▸ **ABOUT THIS EXERCISE**: Pick out each line in these entries that contains the string "daily".

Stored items

════════════════════

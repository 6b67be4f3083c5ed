//! Per-entity field configuration tables.
//!
//! Pure data: each entity kind maps to an ordered, immutable list of
//! descriptors. No computation happens here beyond assembling the builders.
//! Requesting an unknown entity degrades to an empty list so callers render
//! "no fields" instead of crashing.

use std::str::FromStr;

use records::EntityKind;
use tracing::warn;

use super::date::DateBound;
use super::field::{FieldDescriptor, FieldKind};
use super::options::{OptionItem, OptionsSource};
use super::state::FormState;
use crate::theme::Accent;

/// Keys into the caller-supplied dynamic options map.
pub const DYN_PRACTITIONERS: &str = "practitioners";
pub const DYN_PHARMACIES: &str = "pharmacies";
pub const DYN_SPECIALTIES: &str = "specialties";

/// Derived visual state for the submit control, computed from live values.
pub type AccentRule = fn(&FormState) -> Accent;

fn options(pairs: &[(&str, &str)]) -> OptionsSource {
    OptionsSource::Static(
        pairs
            .iter()
            .map(|(value, label)| OptionItem::new(*value, *label))
            .collect(),
    )
}

/// Ordered field list for one entity kind.
pub fn fields_for(entity: EntityKind) -> Vec<FieldDescriptor> {
    match entity {
        EntityKind::Medication => medication_fields(),
        EntityKind::LabResult => lab_result_fields(),
        EntityKind::Condition => condition_fields(),
        EntityKind::VitalSign => vital_sign_fields(),
        EntityKind::Visit => visit_fields(),
        EntityKind::Allergy => allergy_fields(),
        EntityKind::Insurance => insurance_fields(),
        EntityKind::Practitioner => practitioner_fields(),
    }
}

/// String entry point used by the CLI. An unknown entity tag is a
/// configuration error: warn and degrade to an empty list.
pub fn fields_for_tag(tag: &str) -> Vec<FieldDescriptor> {
    match EntityKind::from_str(tag) {
        Ok(entity) => fields_for(entity),
        Err(_) => {
            warn!(entity = tag, "unknown entity kind requested; returning no fields");
            Vec::new()
        }
    }
}

/// Accent rule attached to an entity's form, if any.
pub fn accent_rule_for(entity: EntityKind) -> Option<AccentRule> {
    match entity {
        EntityKind::Allergy => Some(allergy_accent),
        EntityKind::LabResult => Some(lab_result_accent),
        _ => None,
    }
}

fn allergy_accent(state: &FormState) -> Accent {
    match state.text("severity") {
        "life_threatening" => Accent::Critical,
        "severe" => Accent::Caution,
        _ => Accent::Default,
    }
}

fn lab_result_accent(state: &FormState) -> Accent {
    match state.text("flag") {
        "critical" => Accent::Critical,
        "abnormal" => Accent::Caution,
        _ => Accent::Default,
    }
}

fn medication_fields() -> Vec<FieldDescriptor> {
    vec![
        FieldDescriptor::new("name", "Medication", FieldKind::Text)
            .required()
            .max_len(120)
            .placeholder("e.g. Metformin"),
        FieldDescriptor::new("strength", "Strength", FieldKind::Text)
            .placeholder("e.g. 500 mg")
            .span(4),
        FieldDescriptor::new(
            "route",
            "Route",
            FieldKind::select(options(&[
                ("oral", "Oral"),
                ("topical", "Topical"),
                ("injection", "Injection"),
                ("inhalation", "Inhalation"),
                ("other", "Other"),
            ])),
        )
        .span(4),
        FieldDescriptor::new(
            "frequency",
            "Frequency",
            FieldKind::Autocomplete {
                source: options(&[
                    ("once_daily", "Once daily"),
                    ("twice_daily", "Twice daily"),
                    ("three_times_daily", "Three times daily"),
                    ("every_other_day", "Every other day"),
                    ("weekly", "Weekly"),
                    ("as_needed", "As needed"),
                ]),
            },
        )
        .description("Pick a common schedule or type your own"),
        FieldDescriptor::new(
            "prescriber",
            "Prescriber",
            FieldKind::Select {
                source: OptionsSource::Dynamic(DYN_PRACTITIONERS),
            },
        ),
        FieldDescriptor::new(
            "pharmacy",
            "Pharmacy",
            FieldKind::Select {
                source: OptionsSource::Dynamic(DYN_PHARMACIES),
            },
        ),
        FieldDescriptor::new("effectiveness", "Effectiveness", FieldKind::Rating)
            .description("How well this medication works for you"),
        FieldDescriptor::divider("Schedule"),
        FieldDescriptor::new("start_date", "Start date", FieldKind::Date)
            .max_date(DateBound::Today),
        FieldDescriptor::new("end_date", "End date", FieldKind::Date)
            .description("Leave empty while still taking it"),
        FieldDescriptor::new("active", "Currently taking", FieldKind::Checkbox),
        FieldDescriptor::new("tags", "Tags", FieldKind::tags())
            .description("Free-form labels, e.g. diabetes, morning"),
        FieldDescriptor::new("notes", "Notes", FieldKind::textarea()).max_len(2000),
    ]
}

fn lab_result_fields() -> Vec<FieldDescriptor> {
    vec![
        FieldDescriptor::new("test_name", "Test", FieldKind::Text)
            .required()
            .placeholder("e.g. HbA1c"),
        FieldDescriptor::new("value", "Result", FieldKind::Number).required(),
        FieldDescriptor::new("unit", "Unit", FieldKind::Text)
            .placeholder("e.g. mmol/L")
            .span(4),
        FieldDescriptor::new(
            "flag",
            "Flag",
            FieldKind::select(options(&[
                ("normal", "Normal"),
                ("borderline", "Borderline"),
                ("abnormal", "Abnormal"),
                ("critical", "Critical"),
            ])),
        )
        .span(4),
        FieldDescriptor::new("collected_date", "Collected", FieldKind::Date)
            .max_date(DateBound::Today),
        FieldDescriptor::new(
            "ordered_by",
            "Ordered by",
            FieldKind::Select {
                source: OptionsSource::Dynamic(DYN_PRACTITIONERS),
            },
        ),
        FieldDescriptor::new("notes", "Notes", FieldKind::textarea()),
    ]
}

fn condition_fields() -> Vec<FieldDescriptor> {
    vec![
        FieldDescriptor::new("name", "Condition", FieldKind::Text)
            .required()
            .placeholder("e.g. Hypertension"),
        FieldDescriptor::new(
            "status",
            "Status",
            FieldKind::select(options(&[
                ("active", "Active"),
                ("remission", "In remission"),
                ("resolved", "Resolved"),
            ])),
        )
        .span(4),
        FieldDescriptor::new(
            "severity",
            "Severity",
            FieldKind::select(options(&[
                ("mild", "Mild"),
                ("moderate", "Moderate"),
                ("severe", "Severe"),
            ])),
        )
        .span(4),
        FieldDescriptor::new("onset_date", "Onset", FieldKind::Date).max_date(DateBound::Today),
        FieldDescriptor::new("end_date", "Resolved on", FieldKind::Date)
            .description("Only for resolved conditions"),
        FieldDescriptor::new("notes", "Notes", FieldKind::textarea()),
    ]
}

fn vital_sign_fields() -> Vec<FieldDescriptor> {
    vec![
        FieldDescriptor::new(
            "kind",
            "Measurement",
            FieldKind::select(options(&[
                ("blood_pressure", "Blood pressure"),
                ("heart_rate", "Heart rate"),
                ("temperature", "Temperature"),
                ("weight", "Weight"),
                ("height", "Height"),
                ("glucose", "Blood glucose"),
                ("spo2", "Oxygen saturation"),
            ])),
        )
        .required(),
        FieldDescriptor::new("value", "Value", FieldKind::Number).required(),
        FieldDescriptor::new("unit", "Unit", FieldKind::Text).span(4),
        FieldDescriptor::new("measured_date", "Measured", FieldKind::Date)
            .max_date(DateBound::Today),
        FieldDescriptor::new("notes", "Notes", FieldKind::textarea()),
    ]
}

fn visit_fields() -> Vec<FieldDescriptor> {
    vec![
        FieldDescriptor::new("reason", "Reason", FieldKind::Text)
            .required()
            .placeholder("e.g. Annual physical"),
        FieldDescriptor::new(
            "visit_type",
            "Type",
            FieldKind::select(options(&[
                ("checkup", "Check-up"),
                ("urgent", "Urgent care"),
                ("specialist", "Specialist"),
                ("telehealth", "Telehealth"),
                ("emergency", "Emergency"),
            ])),
        )
        .span(4),
        FieldDescriptor::new(
            "practitioner",
            "Seen by",
            FieldKind::Select {
                source: OptionsSource::Dynamic(DYN_PRACTITIONERS),
            },
        ),
        FieldDescriptor::new("visit_date", "Visit date", FieldKind::Date)
            .max_date(DateBound::Today)
            .required(),
        FieldDescriptor::new("follow_up_date", "Follow-up", FieldKind::Date)
            .description("Next appointment, if scheduled"),
        FieldDescriptor::new("satisfaction", "Satisfaction", FieldKind::Rating),
        FieldDescriptor::new("summary", "Summary", FieldKind::textarea()).max_len(4000),
    ]
}

fn allergy_fields() -> Vec<FieldDescriptor> {
    vec![
        FieldDescriptor::new("allergen", "Allergen", FieldKind::Text)
            .required()
            .placeholder("e.g. Penicillin"),
        FieldDescriptor::new(
            "severity",
            "Severity",
            FieldKind::select(options(&[
                ("mild", "Mild"),
                ("moderate", "Moderate"),
                ("severe", "Severe"),
                ("life_threatening", "Life-threatening"),
            ])),
        )
        .required(),
        FieldDescriptor::new("reaction", "Reaction", FieldKind::Text)
            .placeholder("e.g. hives, swelling"),
        FieldDescriptor::new("onset_date", "First observed", FieldKind::Date)
            .max_date(DateBound::Today),
        FieldDescriptor::new("triggers", "Triggers", FieldKind::tags())
            .description("Situations or substances that set it off"),
        FieldDescriptor::new("notes", "Notes", FieldKind::textarea()),
    ]
}

/// The insurance form is authored as a plain tag table, the shape extra
/// fields take when they arrive from configuration rather than code. The
/// assembler warns and skips anything it does not recognize.
const INSURANCE_FIELD_TAGS: &[(&str, &str, &str)] = &[
    ("provider", "Provider", "text"),
    ("plan_name", "Plan name", "text"),
    ("member_id", "Member ID", "text"),
    ("group_number", "Group number", "text"),
    ("support_phone", "Support phone", "tel"),
    ("divider_coverage", "Coverage", "divider"),
    ("coverage_start_date", "Coverage start", "date"),
    ("coverage_end_date", "Coverage end", "date"),
    ("is_primary", "Primary plan", "checkbox"),
    ("notes", "Notes", "textarea"),
];

fn insurance_fields() -> Vec<FieldDescriptor> {
    descriptors_from_tag_table(INSURANCE_FIELD_TAGS)
}

/// Assemble descriptors from `(name, label, kind-tag)` triples, skipping
/// unknown tags with a warning. Configuration data evolves independently of
/// the renderer; a bad row must cost one field, not the whole form.
pub fn descriptors_from_tag_table(rows: &[(&str, &str, &str)]) -> Vec<FieldDescriptor> {
    rows.iter()
        .filter_map(|(name, label, tag)| match FieldKind::parse_tag(tag) {
            Some(kind) => Some(FieldDescriptor::new(*name, *label, kind)),
            None => {
                warn!(field = name, kind = tag, "unknown field kind tag; skipping field");
                None
            }
        })
        .collect()
}

fn practitioner_fields() -> Vec<FieldDescriptor> {
    vec![
        FieldDescriptor::new("name", "Name", FieldKind::Text)
            .required()
            .placeholder("e.g. Dr. Jane Doe"),
        FieldDescriptor::new(
            "specialty",
            "Specialty",
            FieldKind::Combobox {
                source: OptionsSource::Dynamic(DYN_SPECIALTIES),
            },
        )
        .description("Pick one or type a new specialty"),
        FieldDescriptor::new("rating", "Care rating", FieldKind::Rating),
        FieldDescriptor::divider("Contact"),
        FieldDescriptor::new("phone", "Phone", FieldKind::Tel),
        FieldDescriptor::new("email", "Email", FieldKind::Email),
        FieldDescriptor::new("website", "Website", FieldKind::Url),
        FieldDescriptor::new("address", "Address", FieldKind::textarea()),
        FieldDescriptor::new("accepting_new", "Accepting new patients", FieldKind::Checkbox),
    ]
}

════════════════════

▸ **ANSWER TO THE PROBLEM**:
                    ("once_daily", "Once daily"),
                    ("twice_daily", "Twice daily"),
                    ("three_times_daily", "Three times daily"),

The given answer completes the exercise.